**ABOUT THIS EXERCISE**
Would you return the entries below word for word?
EXCERPTED DATA: Begin
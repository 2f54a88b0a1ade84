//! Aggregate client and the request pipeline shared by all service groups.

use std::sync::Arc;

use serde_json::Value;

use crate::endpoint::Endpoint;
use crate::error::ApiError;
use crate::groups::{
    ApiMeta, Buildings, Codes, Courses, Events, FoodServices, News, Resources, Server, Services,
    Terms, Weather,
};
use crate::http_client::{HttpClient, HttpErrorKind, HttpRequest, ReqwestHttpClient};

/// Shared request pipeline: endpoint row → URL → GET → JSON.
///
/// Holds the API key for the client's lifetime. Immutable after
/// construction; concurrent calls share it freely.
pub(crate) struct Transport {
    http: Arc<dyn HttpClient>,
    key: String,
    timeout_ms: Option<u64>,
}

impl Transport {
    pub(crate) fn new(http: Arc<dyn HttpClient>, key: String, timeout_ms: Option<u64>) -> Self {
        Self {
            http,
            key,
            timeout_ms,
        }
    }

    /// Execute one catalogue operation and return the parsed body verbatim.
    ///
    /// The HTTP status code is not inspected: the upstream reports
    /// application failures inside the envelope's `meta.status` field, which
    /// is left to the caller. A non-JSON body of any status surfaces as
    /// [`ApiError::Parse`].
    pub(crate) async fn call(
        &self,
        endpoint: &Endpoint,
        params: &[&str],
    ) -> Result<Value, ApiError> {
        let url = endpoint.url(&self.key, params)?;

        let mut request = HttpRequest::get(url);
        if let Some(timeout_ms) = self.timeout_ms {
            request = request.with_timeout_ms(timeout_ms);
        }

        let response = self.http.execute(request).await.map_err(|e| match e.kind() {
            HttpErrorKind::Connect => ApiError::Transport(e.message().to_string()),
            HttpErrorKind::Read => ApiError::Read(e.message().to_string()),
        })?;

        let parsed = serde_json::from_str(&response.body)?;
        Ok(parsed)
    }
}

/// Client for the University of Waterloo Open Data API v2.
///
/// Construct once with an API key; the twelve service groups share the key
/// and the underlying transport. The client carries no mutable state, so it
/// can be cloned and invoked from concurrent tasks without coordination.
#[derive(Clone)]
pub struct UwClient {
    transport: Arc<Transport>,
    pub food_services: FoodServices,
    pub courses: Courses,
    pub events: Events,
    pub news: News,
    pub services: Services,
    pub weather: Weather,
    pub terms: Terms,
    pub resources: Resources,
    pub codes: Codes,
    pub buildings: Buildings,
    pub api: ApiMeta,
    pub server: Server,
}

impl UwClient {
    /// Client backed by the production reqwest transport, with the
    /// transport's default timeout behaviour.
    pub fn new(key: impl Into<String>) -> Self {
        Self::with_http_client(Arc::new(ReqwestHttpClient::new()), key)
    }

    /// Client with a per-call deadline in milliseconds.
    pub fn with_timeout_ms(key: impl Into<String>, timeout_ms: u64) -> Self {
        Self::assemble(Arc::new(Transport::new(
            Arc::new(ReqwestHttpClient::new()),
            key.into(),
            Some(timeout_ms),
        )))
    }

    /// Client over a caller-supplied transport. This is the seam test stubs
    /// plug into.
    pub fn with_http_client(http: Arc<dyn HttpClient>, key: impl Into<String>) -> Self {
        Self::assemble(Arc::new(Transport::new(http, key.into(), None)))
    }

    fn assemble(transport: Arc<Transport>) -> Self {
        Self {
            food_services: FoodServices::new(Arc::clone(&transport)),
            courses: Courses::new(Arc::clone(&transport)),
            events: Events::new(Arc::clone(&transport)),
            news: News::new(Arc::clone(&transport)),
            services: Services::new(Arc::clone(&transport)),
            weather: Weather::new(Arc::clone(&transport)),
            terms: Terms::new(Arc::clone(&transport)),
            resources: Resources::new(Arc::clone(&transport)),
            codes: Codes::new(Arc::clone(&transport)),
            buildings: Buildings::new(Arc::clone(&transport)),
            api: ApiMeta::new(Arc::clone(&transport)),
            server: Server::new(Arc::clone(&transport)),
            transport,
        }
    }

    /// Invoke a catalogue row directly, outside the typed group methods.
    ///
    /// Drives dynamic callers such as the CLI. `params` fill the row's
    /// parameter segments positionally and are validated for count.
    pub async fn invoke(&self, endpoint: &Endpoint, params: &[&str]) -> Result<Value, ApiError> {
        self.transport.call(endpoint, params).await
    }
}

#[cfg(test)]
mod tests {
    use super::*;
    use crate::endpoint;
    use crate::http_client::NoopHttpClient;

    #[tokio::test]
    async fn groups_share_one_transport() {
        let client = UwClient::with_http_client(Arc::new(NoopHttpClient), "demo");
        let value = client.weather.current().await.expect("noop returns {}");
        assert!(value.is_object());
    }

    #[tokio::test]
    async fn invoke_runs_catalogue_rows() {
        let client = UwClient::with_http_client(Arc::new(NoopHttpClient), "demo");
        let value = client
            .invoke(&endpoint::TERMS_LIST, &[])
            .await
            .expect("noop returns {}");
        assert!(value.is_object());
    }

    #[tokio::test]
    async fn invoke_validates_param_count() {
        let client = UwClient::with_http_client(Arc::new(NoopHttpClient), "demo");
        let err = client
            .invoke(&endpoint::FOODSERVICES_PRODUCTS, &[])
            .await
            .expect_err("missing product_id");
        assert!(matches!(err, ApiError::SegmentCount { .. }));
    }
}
EXCERPTED DATA: End
**WRITTEN REPLY**
repository 2f54a88b0a1ade84
//! Aggregate client and the request pipeline shared by all service groups.

use std::sync::Arc;

use serde_json::Value;

use crate::endpoint::Endpoint;
use crate::error::ApiError;
use crate::groups::{
    ApiMeta, Buildings, Codes, Courses, Events, FoodServices, News, Resources, Server, Services,
    Terms, Weather,
};
use crate::http_client::{HttpClient, HttpErrorKind, HttpRequest, ReqwestHttpClient};

/// Shared request pipeline: endpoint row → URL → GET → JSON.
///
/// Holds the API key for the client's lifetime. Immutable after
/// construction; concurrent calls share it freely.
pub(crate) struct Transport {
    http: Arc<dyn HttpClient>,
    key: String,
    timeout_ms: Option<u64>,
}

impl Transport {
    pub(crate) fn new(http: Arc<dyn HttpClient>, key: String, timeout_ms: Option<u64>) -> Self {
        Self {
            http,
            key,
            timeout_ms,
        }
    }

    /// Execute one catalogue operation and return the parsed body verbatim.
    ///
    /// The HTTP status code is not inspected: the upstream reports
    /// application failures inside the envelope's `meta.status` field, which
    /// is left to the caller. A non-JSON body of any status surfaces as
    /// [`ApiError::Parse`].
    pub(crate) async fn call(
        &self,
        endpoint: &Endpoint,
        params: &[&str],
    ) -> Result<Value, ApiError> {
        let url = endpoint.url(&self.key, params)?;

        let mut request = HttpRequest::get(url);
        if let Some(timeout_ms) = self.timeout_ms {
            request = request.with_timeout_ms(timeout_ms);
        }

        let response = self.http.execute(request).await.map_err(|e| match e.kind() {
            HttpErrorKind::Connect => ApiError::Transport(e.message().to_string()),
            HttpErrorKind::Read => ApiError::Read(e.message().to_string()),
        })?;

        let parsed = serde_json::from_str(&response.body)?;
        Ok(parsed)
    }
}

/// Client for the University of Waterloo Open Data API v2.
///
/// Construct once with an API key; the twelve service groups share the key
/// and the underlying transport. The client carries no mutable state, so it
/// can be cloned and invoked from concurrent tasks without coordination.
#[derive(Clone)]
pub struct UwClient {
    transport: Arc<Transport>,
    pub food_services: FoodServices,
    pub courses: Courses,
    pub events: Events,
    pub news: News,
    pub services: Services,
    pub weather: Weather,
    pub terms: Terms,
    pub resources: Resources,
    pub codes: Codes,
    pub buildings: Buildings,
    pub api: ApiMeta,
    pub server: Server,
}

impl UwClient {
    /// Client backed by the production reqwest transport, with the
    /// transport's default timeout behaviour.
    pub fn new(key: impl Into<String>) -> Self {
        Self::with_http_client(Arc::new(ReqwestHttpClient::new()), key)
    }

    /// Client with a per-call deadline in milliseconds.
    pub fn with_timeout_ms(key: impl Into<String>, timeout_ms: u64) -> Self {
        Self::assemble(Arc::new(Transport::new(
            Arc::new(ReqwestHttpClient::new()),
            key.into(),
            Some(timeout_ms),
        )))
    }

    /// Client over a caller-supplied transport. This is the seam test stubs
    /// plug into.
    pub fn with_http_client(http: Arc<dyn HttpClient>, key: impl Into<String>) -> Self {
        Self::assemble(Arc::new(Transport::new(http, key.into(), None)))
    }

    fn assemble(transport: Arc<Transport>) -> Self {
        Self {
            food_services: FoodServices::new(Arc::clone(&transport)),
            courses: Courses::new(Arc::clone(&transport)),
            events: Events::new(Arc::clone(&transport)),
            news: News::new(Arc::clone(&transport)),
            services: Services::new(Arc::clone(&transport)),
            weather: Weather::new(Arc::clone(&transport)),
            terms: Terms::new(Arc::clone(&transport)),
            resources: Resources::new(Arc::clone(&transport)),
            codes: Codes::new(Arc::clone(&transport)),
            buildings: Buildings::new(Arc::clone(&transport)),
            api: ApiMeta::new(Arc::clone(&transport)),
            server: Server::new(Arc::clone(&transport)),
            transport,
        }
    }

    /// Invoke a catalogue row directly, outside the typed group methods.
    ///
    /// Drives dynamic callers such as the CLI. `params` fill the row's
    /// parameter segments positionally and are validated for count.
    pub async fn invoke(&self, endpoint: &Endpoint, params: &[&str]) -> Result<Value, ApiError> {
        self.transport.call(endpoint, params).await
    }
}

#[cfg(test)]
mod tests {
    use super::*;
    use crate::endpoint;
    use crate::http_client::NoopHttpClient;

    #[tokio::test]
    async fn groups_share_one_transport() {
        let client = UwClient::with_http_client(Arc::new(NoopHttpClient), "demo");
        let value = client.weather.current().await.expect("noop returns {}");
        assert!(value.is_object());
    }

    #[tokio::test]
    async fn invoke_runs_catalogue_rows() {
        let client = UwClient::with_http_client(Arc::new(NoopHttpClient), "demo");
        let value = client
            .invoke(&endpoint::TERMS_LIST, &[])
            .await
            .expect("noop returns {}");
        assert!(value.is_object());
    }

    #[tokio::test]
    async fn invoke_validates_param_count() {
        let client = UwClient::with_http_client(Arc::new(NoopHttpClient), "demo");
        let err = client
            .invoke(&endpoint::FOODSERVICES_PRODUCTS, &[])
            .await
            .expect_err("missing product_id");
        assert!(matches!(err, ApiError::SegmentCount { .. }));
    }
}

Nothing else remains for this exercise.